Everything Is Text
Everything inside a file is a stream of bytes. That's fine for text. Well, it would be fine for text if everyone lived in the USA and only ever needed to use 7-bit ASCII. Unfortunately, some people live elsewhere or have different character-set requirements. All those folks need some sort of mechanism for describing what character set they're using.
The assumption that everything is—and should be—text permeates the UNIX design. Except in a very few cases, commands produce text and expect to produce text. This is rather a strange design choice, considering the other UNIX philosophy of putting everything into the shell, even if it belongs in a shared library. A more intelligent approach would be for the commands to produce typed binary data and have the shell display it, if it were intended for display.

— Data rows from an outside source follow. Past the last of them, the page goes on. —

// SPDX-License-Identifier: MIT OR Apache-2.0
//! `BubbleAnnotate` - burn speech bubbles and arrows into videos.
//!
//! Command line front end:
//! - `export` renders a project over its source video
//! - `frame` paints the overlay at one instant to a PNG
//! - `inspect` prints the annotation schedule
//! - `add` appends an annotation to a project

use anyhow::{ensure, Context};
use bubble_annotate_app::config::{AppConfig, CONFIG_FILE_NAME};
use bubble_annotate_app::document::{load_project, project_path_for, save_project};
use bubble_annotate_app::ffmpeg::{FfmpegAsset, FfmpegRenderer, FfmpegSettings};
use bubble_annotate_app::state::EditorState;
use bubble_annotate_overlay::{
    build_overlay_tree, default_output_path, render_overlay_at, ExportCompositor, ExportRequest,
    Size, TextRasterizer,
};
use bubble_annotate_sequencer::{
    MediaAsset, OpacityCurve, Project, VideoTransform, DEFAULT_DURATION,
};
use clap::{Parser, Subcommand, ValueEnum};
use std::path::{Path, PathBuf};
use std::sync::Arc;
use tracing_subscriber::layer::SubscriberExt;
use tracing_subscriber::util::SubscriberInitExt;
use tracing_subscriber::EnvFilter;

#[derive(Debug, Parser)]
#[command(name = "bubble_annotate", version, about = "Annotate videos with bubbles and arrows")]
struct Cli {
    /// Configuration file
    #[arg(long, global = true)]
    config: Option<PathBuf>,

    #[command(subcommand)]
    command: Command,
}

#[derive(Debug, Subcommand)]
enum Command {
    /// Render a project over its source video
    Export {
        /// Project document
        project: PathBuf,
        /// Source video, overriding the one stored in the project
        #[arg(long)]
        video: Option<PathBuf>,
        /// Output file; defaults to a timestamped file in the output directory
        #[arg(long, short)]
        output: Option<PathBuf>,
    },
    /// Paint the annotation overlay at one time to a PNG
    Frame {
        /// Project document
        project: PathBuf,
        /// Time in seconds
        #[arg(long)]
        time: f64,
        /// PNG to write
        #[arg(long, short)]
        output: PathBuf,
        /// Probe this video for the frame size and orientation
        #[arg(long)]
        video: Option<PathBuf>,
        /// Frame width when no video is given
        #[arg(long, default_value_t = 1920.0)]
        width: f64,
        /// Frame height when no video is given
        #[arg(long, default_value_t = 1080.0)]
        height: f64,
    },
    /// Print when each annotation is shown
    Inspect {
        /// Project document
        project: PathBuf,
    },
    /// Add an annotation, creating the project next to the video if needed
    Add {
        /// Project document
        #[arg(long)]
        project: Option<PathBuf>,
        /// Source video of a new project
        #[arg(long)]
        video: Option<PathBuf>,
        /// Annotation kind
        #[arg(value_enum)]
        kind: AddKind,
        /// Start time in seconds, snapped to the frame grid
        #[arg(long, default_value_t = 0.0)]
        at: f64,
        /// Bubble text
        #[arg(long)]
        text: Option<String>,
    },
}

#[derive(Debug, Clone, Copy, PartialEq, Eq, ValueEnum)]
enum AddKind {
    Bubble,
    Arrow,
}

fn main() -> anyhow::Result<()> {
    let cli = Cli::parse();
    let config_path = cli
        .config
        .clone()
        .unwrap_or_else(|| PathBuf::from(CONFIG_FILE_NAME));
    let config = AppConfig::load_or_default(&config_path)
        .with_context(|| format!("Failed to load {}", config_path.display()))?;

    init_logging(&config);
    tracing::info!("Starting BubbleAnnotate v{}", env!("CARGO_PKG_VERSION"));

    let runtime = tokio::runtime::Builder::new_multi_thread()
        .enable_all()
        .build()
        .context("Failed to start the async runtime")?;
    runtime.block_on(run(cli.command, config))
}

fn init_logging(config: &AppConfig) {
    let env_filter = EnvFilter::try_from_default_env()
        .or_else(|_| EnvFilter::try_new(&config.log_filter))
        .unwrap_or_else(|_| EnvFilter::new("info"));

    tracing_subscriber::registry()
        .with(env_filter)
        .with(tracing_subscriber::fmt::layer().with_writer(std::io::stderr))
        .init();
}

async fn run(command: Command, config: AppConfig) -> anyhow::Result<()> {
    match command {
        Command::Export {
            project,
            video,
            output,
        } => export(&config, &project, video, output).await,
        Command::Frame {
            project,
            time,
            output,
            video,
            width,
            height,
        } => frame(&config, &project, time, &output, video, Size::new(width, height)).await,
        Command::Inspect { project } => inspect(&project),
        Command::Add {
            project,
            video,
            kind,
            at,
            text,
        } => add(&config, project, video, kind, at, text),
    }
}

async fn export(
    config: &AppConfig,
    project_path: &Path,
    video: Option<PathBuf>,
    output: Option<PathBuf>,
) -> anyhow::Result<()> {
    let project = load_project(project_path)
        .with_context(|| format!("Failed to open {}", project_path.display()))?;
    let video = video
        .or_else(|| project.source_video_path.clone())
        .context("Project has no source video; pass --video")?;
    let source = FfmpegAsset::probe(&config.ffprobe_path, &video)
        .await
        .with_context(|| format!("Failed to probe {}", video.display()))?;

    let renderer = FfmpegRenderer::new(FfmpegSettings {
        ffmpeg_path: config.ffmpeg_path.clone(),
        video_crf: config.video_crf,
        video_preset: config.video_preset.clone(),
    });
    let compositor = Arc::new(ExportCompositor::new(
        Arc::new(renderer),
        config.compositor_config(),
    ));

    let preset = project.export_settings.preset.clone();
    let output_path = output.unwrap_or_else(|| default_output_path(&config.output_dir, &preset));

    let mut updates = compositor.subscribe();
    let reporter = tokio::spawn(async move {
        let mut last_phase = None;
        while updates.changed().await.is_ok() {
            let progress = updates.borrow_and_update().clone();
            if last_phase != Some(progress.phase) {
                tracing::info!("Export {}", progress.phase.name());
                last_phase = Some(progress.phase);
            }
            tracing::debug!("Export progress {:.0}%", progress.progress * 100.0);
            if progress.phase.is_terminal() {
                break;
            }
        }
    });

    let canceller = Arc::clone(&compositor);
    let interrupt = tokio::spawn(async move {
        if tokio::signal::ctrl_c().await.is_ok() {
            tracing::warn!("Interrupted, cancelling export");
            canceller.cancel();
        }
    });

    let result = compositor
        .export(ExportRequest {
            source: Arc::new(source),
            annotations: project.annotations.to_vec(),
            output_path,
            preset,
        })
        .await;
    interrupt.abort();
    reporter.abort();

    let path = result.context("Export failed")?;
    println!("{}", path.display());
    Ok(())
}

async fn frame(
    config: &AppConfig,
    project_path: &Path,
    time: f64,
    output: &Path,
    video: Option<PathBuf>,
    fallback_size: Size,
) -> anyhow::Result<()> {
    let project = load_project(project_path)
        .with_context(|| format!("Failed to open {}", project_path.display()))?;

    let (size, transform, duration) = match video {
        Some(video) => {
            let source = FfmpegAsset::probe(&config.ffprobe_path, &video)
                .await
                .with_context(|| format!("Failed to probe {}", video.display()))?;
            let track = source
                .video_track()
                .with_context(|| format!("{} has no video track", video.display()))?;
            (
                Size::new(track.natural_width, track.natural_height),
                track.preferred_transform,
                source.duration(),
            )
        }
        None => (
            fallback_size,
            VideoTransform::IDENTITY,
            project.annotations.content_duration(),
        ),
    };
    ensure!(size.is_positive(), "Frame size {}x{} is empty", size.width, size.height);

    let mut rasterizer = TextRasterizer::new();
    let tree = build_overlay_tree(
        &project.annotations.to_vec(),
        size,
        duration,
        transform,
        &mut rasterizer,
    );
    let image = render_overlay_at(&tree, time).context("Failed to paint the overlay")?;
    let png = image.encode_png().context("Failed to encode the frame")?;
    std::fs::write(output, png).with_context(|| format!("Failed to write {}", output.display()))?;
    tracing::info!("Wrote overlay at {time:.3}s to {}", output.display());
    Ok(())
}

fn inspect(project_path: &Path) -> anyhow::Result<()> {
    let project = load_project(project_path)
        .with_context(|| format!("Failed to open {}", project_path.display()))?;
    let timeline_duration = project.annotations.content_duration();

    println!(
        "{} annotations, source {}",
        project.annotations.len(),
        project
            .source_video_path
            .as_deref()
            .map_or_else(|| "(none)".to_string(), |path| path.display().to_string())
    );
    for item in project.annotations.by_z_order() {
        let annotation = &item.annotation;
        let curve = OpacityCurve::schedule(
            annotation.start_time,
            annotation.end_time,
            timeline_duration,
        );
        let keys: Vec<String> = curve
            .absolute_keyframes()
            .map(|key| format!("{:.3}s={:.0}", key.time, key.value))
            .collect();
        println!(
            "{:<6} {} z={} {:.3}s-{:.3}s [{}]",
            annotation.kind.name(),
            annotation.id,
            annotation.z_index,
            annotation.start_time,
            annotation.end_time,
            keys.join(", ")
        );
    }
    Ok(())
}

fn add(
    config: &AppConfig,
    project_path: Option<PathBuf>,
    video: Option<PathBuf>,
    kind: AddKind,
    at: f64,
    text: Option<String>,
) -> anyhow::Result<()> {
    let project_path = project_path
        .or_else(|| video.as_deref().map(project_path_for))
        .context("Pass --project or --video")?;
    let project = if project_path.exists() {
        load_project(&project_path)
            .with_context(|| format!("Failed to open {}", project_path.display()))?
    } else {
        Project::new(video)
    };
    ensure!(
        text.is_none() || kind == AddKind::Bubble,
        "Only bubbles carry text"
    );

    let mut state = EditorState::new(project).with_undo_depth(config.undo_depth);
    state.duration = state
        .timeline()
        .content_duration()
        .max(at + DEFAULT_DURATION);
    state.playback.seek(at, state.duration);

    let id = match kind {
        AddKind::Bubble => state.add_bubble_at_playhead()?,
        AddKind::Arrow => state.add_arrow_at_playhead()?,
    };
    if let Some(text) = text {
        state.set_bubble_text(id, text)?;
    }

    save_project(&mut state.project, &project_path)
        .with_context(|| format!("Failed to save {}", project_path.display()))?;
    state.mark_saved(project_path);
    println!("{id}");
    Ok(())
}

Consider the ls command, which lists the contents of a directory. If you wanted the contents sorted in a case-insensitive way, you would pipe the output into sort. Now imagine that you want the output sorted by file size. You can make ls display the file size, and then tell sort to sort it by that column. This is fine, except that then the file sizes are all in bytes (or sometimes allocation units, usually of 512 bytes, depending on your UNIX variant). This is not very human-readable, so you tell ls to output the size in human-readable format—in bytes, kilobytes, megabytes, etc. Unfortunately, sort doesn't understand that 1MB is bigger than 6KB, so it sorts everything into a silly order. On the other hand, if ls would output a header defining its output as a set of columns with names and types, then you could tell sort to sort by the column called size, and tell your shell to translate the size into a human-readable form.